Multiply both sides by x:

x^2 + 4*x - 1 = x^2 - 7*x + 3

Get x's to one side:

Add +7*x to the left side and subtract the x^2's.

11*x - 1 = 3

11*x = 4

x = 4/11.

hello thank you for that

but i still can't answer

7x+2/5 = 4x-1/2

i tried to use similar method to the answer above but it isn't working out.

Originally Posted by rpatel

solve the following linear equation

x-1/x+4 = x+3/x-7



thank you

regards

Just in case:
(x-1)/(x+4) = (x+3)/(x-7) (If it IS this use parathesis!!)

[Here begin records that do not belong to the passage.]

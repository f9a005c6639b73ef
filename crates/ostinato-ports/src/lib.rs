pub mod engine;
pub mod event;
pub mod memory;
pub mod resample;
pub mod sample;
pub mod storage;
pub mod types;

pub use engine::*;
pub use event::*;
pub use memory::*;
pub use resample::*;
pub use sample::*;
pub use storage::*;
pub use types::*;
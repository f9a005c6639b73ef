use ostinato_ports::event::{
    pack_short_message, short_message_data_len, HostEvent, HostEventKind, SYSEX_START,
};
use ostinato_ports::engine::SynthEngine;
use ostinato_ports::types::{HostFrames, RateRatio, Timestamp};
use serde::Serialize;

#[derive(Clone, Copy, Debug, PartialEq, Eq)]
pub enum EngineMessage<'a> {
    Short(u32),
    Sysex(&'a [u8]),
}

#[derive(Clone, Copy, Debug, PartialEq, Eq, Serialize)]
pub enum DropReason {
    UnknownEventType(u32),
    EmptyPayload,
    InvalidStatus(u8),
    TruncatedMessage { status: u8, len: usize },
    OversizedMessage { status: u8, len: usize },
    SysexTooShort,
    SysexTooLong { len: usize },
}

#[derive(Clone, Copy, Debug, Default, PartialEq, Eq)]
pub struct DispatchStats {
    pub forwarded: u32,
    pub dropped: u32,
    /// Forwarded but refused by the engine.
    pub rejected: u32,
    pub last_drop: Option<DropReason>,
}

#[derive(Clone, Copy, Debug)]
pub struct EventScheduler {
    ratio: RateRatio,
    max_sysex_bytes: usize,
}

impl EventScheduler {
    pub fn new(ratio: RateRatio, max_sysex_bytes: usize) -> Self {
        Self {
            ratio,
            max_sysex_bytes: max_sysex_bytes.max(2),
        }
    }

    pub fn ratio(&self) -> RateRatio {
        self.ratio
    }

    /// `floor((running + offset) * native/host)`; plain addition at unity ratio.
    pub fn engine_timestamp(&self, running: HostFrames, frame_offset: u32) -> Timestamp {
        let target = running.saturating_add(u64::from(frame_offset));
        if self.ratio.is_unity() {
            target
        } else {
            (target as f64 * self.ratio.native_per_host).floor() as Timestamp
        }
    }

    pub fn classify<'a>(&self, event: &HostEvent<'a>) -> Result<EngineMessage<'a>, DropReason> {
        let bytes = match event.kind {
            HostEventKind::Midi(bytes) => bytes,
            HostEventKind::Unknown(type_id) => return Err(DropReason::UnknownEventType(type_id)),
        };
        let status = *bytes.first().ok_or(DropReason::EmptyPayload)?;

        if status == SYSEX_START {
            if bytes.len() < 2 {
                return Err(DropReason::SysexTooShort);
            }
            if bytes.len() > self.max_sysex_bytes {
                return Err(DropReason::SysexTooLong { len: bytes.len() });
            }
            return Ok(EngineMessage::Sysex(bytes));
        }

        if status < 0x80 {
            return Err(DropReason::InvalidStatus(status));
        }
        let data_len = short_message_data_len(status).ok_or(DropReason::InvalidStatus(status))?;
        let needed = 1 + data_len;
        if bytes.len() < needed {
            return Err(DropReason::TruncatedMessage {
                status,
                len: bytes.len(),
            });
        }
        if bytes.len() > 3 {
            return Err(DropReason::OversizedMessage {
                status,
                len: bytes.len(),
            });
        }
        Ok(EngineMessage::Short(pack_short_message(&bytes[..needed])))
    }

    /// Timestamps never decrease within one call; an event earlier than its
    /// predecessor is moved up to it.
    pub fn dispatch(
        &self,
        engine: &mut dyn SynthEngine,
        running: HostFrames,
        frame_count: usize,
        events: &[HostEvent<'_>],
    ) -> DispatchStats {
        let mut stats = DispatchStats::default();
        let max_offset = u32::try_from(frame_count).unwrap_or(u32::MAX);
        let mut last_timestamp: Option<Timestamp> = None;

        for event in events {
            let message = match self.classify(event) {
                Ok(message) => message,
                Err(reason) => {
                    stats.dropped += 1;
                    stats.last_drop = Some(reason);
                    continue;
                }
            };

            let mut timestamp = self.engine_timestamp(running, event.frame_offset.min(max_offset));
            if let Some(last) = last_timestamp {
                timestamp = timestamp.max(last);
            }
            last_timestamp = Some(timestamp);

            let accepted = match message {
                EngineMessage::Short(msg) => engine.play_msg(msg, timestamp),
                EngineMessage::Sysex(data) => engine.play_sysex(data, timestamp),
            };
            stats.forwarded += 1;
            if !accepted {
                stats.rejected += 1;
            }
        }

        stats
    }
}
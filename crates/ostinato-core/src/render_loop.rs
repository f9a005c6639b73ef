use crate::rate_converter::RateConverter;
use crate::scheduler::EventScheduler;
use ostinato_ports::engine::{EngineSpec, SynthEngine};
use ostinato_ports::event::HostEvent;
use ostinato_ports::sample::NativeBuffer;
use crate::scheduler::DropReason;
use ostinato_ports::types::HostFrames;
use serde::Serialize;

#[derive(Clone, Copy, Debug, Default, PartialEq, Eq, Serialize)]
pub struct RenderStats {
    pub blocks: u64,
    pub host_frames: u64,
    pub events_forwarded: u64,
    pub events_dropped: u64,
    pub events_rejected: u64,
    pub last_drop: Option<DropReason>,
}

/// Events first, then output in engine-sized chunks. Runs on the audio thread.
pub struct RenderLoop {
    scheduler: EventScheduler,
    converter: Option<RateConverter>,
    scratch: NativeBuffer,
    max_block_frames: usize,
    running: HostFrames,
    stats: RenderStats,
}

impl RenderLoop {
    pub fn new(scheduler: EventScheduler, converter: Option<RateConverter>, engine: EngineSpec) -> Self {
        Self {
            scheduler,
            converter,
            scratch: NativeBuffer::with_frames(engine.sample_format, engine.max_block_frames),
            max_block_frames: engine.max_block_frames,
            running: 0,
            stats: RenderStats::default(),
        }
    }

    pub fn scheduler(&self) -> &EventScheduler {
        &self.scheduler
    }

    pub fn converter(&self) -> Option<&RateConverter> {
        self.converter.as_ref()
    }

    pub fn running_frames(&self) -> HostFrames {
        self.running
    }

    pub fn stats(&self) -> RenderStats {
        self.stats
    }

    /// Short channel buffers or a closed engine leave the output untouched.
    pub fn render(
        &mut self,
        engine: &mut dyn SynthEngine,
        out_l: &mut [f32],
        out_r: &mut [f32],
        frame_count: usize,
        events: &[HostEvent<'_>],
    ) {
        if out_l.len() < frame_count || out_r.len() < frame_count {
            return;
        }
        if !engine.is_open() || self.max_block_frames == 0 {
            return;
        }

        let dispatch = self.scheduler.dispatch(engine, self.running, frame_count, events);
        self.stats.events_forwarded += u64::from(dispatch.forwarded);
        self.stats.events_dropped += u64::from(dispatch.dropped);
        self.stats.events_rejected += u64::from(dispatch.rejected);
        if dispatch.last_drop.is_some() {
            self.stats.last_drop = dispatch.last_drop;
        }

        let mut offset = 0;
        while offset < frame_count {
            let frames = (frame_count - offset).min(self.max_block_frames);
            let mut block = self.scratch.frames_mut(frames);
            match self.converter.as_mut() {
                Some(converter) => converter.get_output_samples(engine, block.reborrow(), frames),
                None => engine.render(block.reborrow()),
            }
            block.write_host(
                &mut out_l[offset..offset + frames],
                &mut out_r[offset..offset + frames],
            );
            offset += frames;
        }

        self.running += frame_count as u64;
        self.stats.blocks += 1;
        self.stats.host_frames += frame_count as u64;
    }
}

Multiply both sides by (x+4)(x-7):
The LHS is
(x-1)(x-7) = x^2 - 8x + 7

The RHS is
(x+3)(x+4) = x^2 + 7x + 12

So
x^2 - 8x + 7 = x^2 + 7x + 12
-8x + 7 = 7x + 12
-15x = 5
x = -1/3.

-Dan

Originally Posted by rpatel

hello thank you for that

but i still can't answer

7x+2/5 = 4x-1/2

i tried to use similar method to the answer above but it isn't working out.

7x + 2/5 = 4x - 1/2
3x = -2/5 - 1/2 = -4/10 - 5/10 = -9/10
x = -3/10

-Dan

i think the answers above are incorrect.

Originally Posted by rpatel

i think the answers above are incorrect.

Specifically, which posts? You can see numbers at the top right.

-Dan

Hello, rpate1!

You really must learn to use parentheses ... (and some spaces wouldn't hurt).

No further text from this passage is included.